# [DATA TO EXAMINE]
════════════════

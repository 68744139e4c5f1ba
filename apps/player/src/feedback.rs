//! Plays tone cues and speech through whatever capabilities are present.

use paraules_core::feedback::voice::VoiceSelector;
use paraules_core::{AudioCapability, FeedbackError, SpeechCapability, Tone, ToneCue};
use std::sync::{Arc, Mutex};
use std::time::Duration;
use tracing::{debug, info, warn};

type SharedAudio = Arc<Mutex<Box<dyn AudioCapability>>>;

/// Fire-and-forget feedback. Nothing here blocks the caller or reports
/// failure back; a missing or failing backend just means silence.
pub struct FeedbackEmitter {
    audio: Option<SharedAudio>,
    speech: Option<Box<dyn SpeechCapability>>,
    voices: VoiceSelector,
}

impl FeedbackEmitter {
    /// Acquire both capabilities, keeping whichever ones come up.
    pub fn acquire(
        audio: Option<Box<dyn AudioCapability>>,
        speech: Option<Box<dyn SpeechCapability>>,
        preferences: Vec<String>,
    ) -> Self {
        let audio = audio.and_then(|mut audio| match audio.acquire() {
            Ok(()) => {
                info!(backend = audio.name(), "audio ready");
                Some(Arc::new(Mutex::new(audio)))
            }
            Err(e) => {
                warn!(backend = audio.name(), error = %e, "audio unavailable, tones disabled");
                None
            }
        });

        let speech = speech.and_then(|mut speech| match speech.acquire() {
            Ok(()) => {
                info!(backend = speech.name(), "speech ready");
                Some(speech)
            }
            Err(e) => {
                warn!(backend = speech.name(), error = %e, "speech unavailable, pronunciation disabled");
                None
            }
        });

        let mut emitter = Self {
            audio,
            speech,
            voices: VoiceSelector::new(preferences),
        };
        emitter.refresh_voices();
        emitter
    }

    /// Emitter with no capabilities at all.
    pub fn silent(preferences: Vec<String>) -> Self {
        Self::acquire(None, None, preferences)
    }

    pub fn voices(&self) -> &VoiceSelector {
        &self.voices
    }

    pub fn has_audio(&self) -> bool {
        self.audio.is_some()
    }

    pub fn has_speech(&self) -> bool {
        self.speech.is_some()
    }

    /// Play both tones of a cue. The first starts now, later ones on timers.
    ///
    /// Must be called from within a tokio runtime when the cue has delayed steps.
    pub fn play_cue(&self, cue: ToneCue) {
        let Some(audio) = &self.audio else {
            debug!(?cue, "no audio, cue skipped");
            return;
        };

        for step in cue.steps() {
            if step.offset_ms == 0 {
                play_tone(audio, &step.tone);
            } else {
                let audio = Arc::clone(audio);
                tokio::spawn(async move {
                    tokio::time::sleep(Duration::from_millis(step.offset_ms)).await;
                    play_tone(&audio, &step.tone);
                });
            }
        }
    }

    /// Say `text`, cutting off anything still being said.
    pub fn speak(&mut self, text: &str) {
        if self.speech.is_none() {
            debug!(text, "no speech, pronunciation skipped");
            return;
        }
        if !self.voices.is_ready() {
            self.refresh_voices();
        }

        let utterance = self.voices.utterance(text);
        let Some(speech) = self.speech.as_mut() else {
            return;
        };
        if let Err(e) = speech.cancel() {
            debug!(error = %e, "cancel before speak failed");
        }
        match speech.speak(&utterance) {
            Ok(()) => debug!(
                text,
                voice = utterance.voice_id.as_deref().unwrap_or("-"),
                language = %utterance.language,
                "speaking"
            ),
            Err(e) => warn!(text, error = %e, "speech failed"),
        }
    }

    /// Ask the speech backend for its voices and reselect if the list changed.
    pub fn refresh_voices(&mut self) {
        let Some(speech) = self.speech.as_mut() else {
            return;
        };
        let voices = match speech.list_voices() {
            Ok(voices) => voices,
            Err(e) => {
                debug!(error = %e, "voice list unavailable");
                return;
            }
        };
        if self.voices.update(voices) {
            match self.voices.selected() {
                Some(voice) => info!(voice = %voice.id, language = %voice.language, "voice selected"),
                None => info!(language = self.voices.default_language(), "no voices yet"),
            }
        }
    }

    /// Give both capabilities back.
    pub fn release(&mut self) {
        if let Some(audio) = self.audio.take() {
            if let Ok(mut audio) = audio.lock() {
                audio.release();
            }
        }
        if let Some(mut speech) = self.speech.take() {
            let _ = speech.cancel();
            speech.release();
        }
    }
}

fn play_tone(audio: &SharedAudio, tone: &Tone) {
    let result = match audio.lock() {
        Ok(mut audio) => audio.play_tone(tone),
        Err(_) => Err(FeedbackError::Backend("audio lock poisoned".into())),
    };
    if let Err(e) = result {
        warn!(frequency = tone.frequency_hz, error = %e, "tone failed");
    }
}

════════════════

Once you have read the records, output each one exactly as written.

# [SOLUTION TO THE PROBLEM]
repository 68744139e4c5f1ba
filename apps/player/src/feedback.rs
//! Plays tone cues and speech through whatever capabilities are present.

use paraules_core::feedback::voice::VoiceSelector;
use paraules_core::{AudioCapability, FeedbackError, SpeechCapability, Tone, ToneCue};
use std::sync::{Arc, Mutex};
use std::time::Duration;
use tracing::{debug, info, warn};

type SharedAudio = Arc<Mutex<Box<dyn AudioCapability>>>;

/// Fire-and-forget feedback. Nothing here blocks the caller or reports
/// failure back; a missing or failing backend just means silence.
pub struct FeedbackEmitter {
    audio: Option<SharedAudio>,
    speech: Option<Box<dyn SpeechCapability>>,
    voices: VoiceSelector,
}

impl FeedbackEmitter {
    /// Acquire both capabilities, keeping whichever ones come up.
    pub fn acquire(
        audio: Option<Box<dyn AudioCapability>>,
        speech: Option<Box<dyn SpeechCapability>>,
        preferences: Vec<String>,
    ) -> Self {
        let audio = audio.and_then(|mut audio| match audio.acquire() {
            Ok(()) => {
                info!(backend = audio.name(), "audio ready");
                Some(Arc::new(Mutex::new(audio)))
            }
            Err(e) => {
                warn!(backend = audio.name(), error = %e, "audio unavailable, tones disabled");
                None
            }
        });

        let speech = speech.and_then(|mut speech| match speech.acquire() {
            Ok(()) => {
                info!(backend = speech.name(), "speech ready");
                Some(speech)
            }
            Err(e) => {
                warn!(backend = speech.name(), error = %e, "speech unavailable, pronunciation disabled");
                None
            }
        });

        let mut emitter = Self {
            audio,
            speech,
            voices: VoiceSelector::new(preferences),
        };
        emitter.refresh_voices();
        emitter
    }

    /// Emitter with no capabilities at all.
    pub fn silent(preferences: Vec<String>) -> Self {
        Self::acquire(None, None, preferences)
    }

    pub fn voices(&self) -> &VoiceSelector {
        &self.voices
    }

    pub fn has_audio(&self) -> bool {
        self.audio.is_some()
    }

    pub fn has_speech(&self) -> bool {
        self.speech.is_some()
    }

    /// Play both tones of a cue. The first starts now, later ones on timers.
    ///
    /// Must be called from within a tokio runtime when the cue has delayed steps.
    pub fn play_cue(&self, cue: ToneCue) {
        let Some(audio) = &self.audio else {
            debug!(?cue, "no audio, cue skipped");
            return;
        };

        for step in cue.steps() {
            if step.offset_ms == 0 {
                play_tone(audio, &step.tone);
            } else {
                let audio = Arc::clone(audio);
                tokio::spawn(async move {
                    tokio::time::sleep(Duration::from_millis(step.offset_ms)).await;
                    play_tone(&audio, &step.tone);
                });
            }
        }
    }

    /// Say `text`, cutting off anything still being said.
    pub fn speak(&mut self, text: &str) {
        if self.speech.is_none() {
            debug!(text, "no speech, pronunciation skipped");
            return;
        }
        if !self.voices.is_ready() {
            self.refresh_voices();
        }

        let utterance = self.voices.utterance(text);
        let Some(speech) = self.speech.as_mut() else {
            return;
        };
        if let Err(e) = speech.cancel() {
            debug!(error = %e, "cancel before speak failed");
        }
        match speech.speak(&utterance) {
            Ok(()) => debug!(
                text,
                voice = utterance.voice_id.as_deref().unwrap_or("-"),
                language = %utterance.language,
                "speaking"
            ),
            Err(e) => warn!(text, error = %e, "speech failed"),
        }
    }

    /// Ask the speech backend for its voices and reselect if the list changed.
    pub fn refresh_voices(&mut self) {
        let Some(speech) = self.speech.as_mut() else {
            return;
        };
        let voices = match speech.list_voices() {
            Ok(voices) => voices,
            Err(e) => {
                debug!(error = %e, "voice list unavailable");
                return;
            }
        };
        if self.voices.update(voices) {
            match self.voices.selected() {
                Some(voice) => info!(voice = %voice.id, language = %voice.language, "voice selected"),
                None => info!(language = self.voices.default_language(), "no voices yet"),
            }
        }
    }

    /// Give both capabilities back.
    pub fn release(&mut self) {
        if let Some(audio) = self.audio.take() {
            if let Ok(mut audio) = audio.lock() {
                audio.release();
            }
        }
        if let Some(mut speech) = self.speech.take() {
            let _ = speech.cancel();
            speech.release();
        }
    }
}

fn play_tone(audio: &SharedAudio, tone: &Tone) {
    let result = match audio.lock() {
        Ok(mut audio) => audio.play_tone(tone),
        Err(_) => Err(FeedbackError::Backend("audio lock poisoned".into())),
    };
    if let Err(e) = result {
        warn!(frequency = tone.frequency_hz, error = %e, "tone failed");
    }
}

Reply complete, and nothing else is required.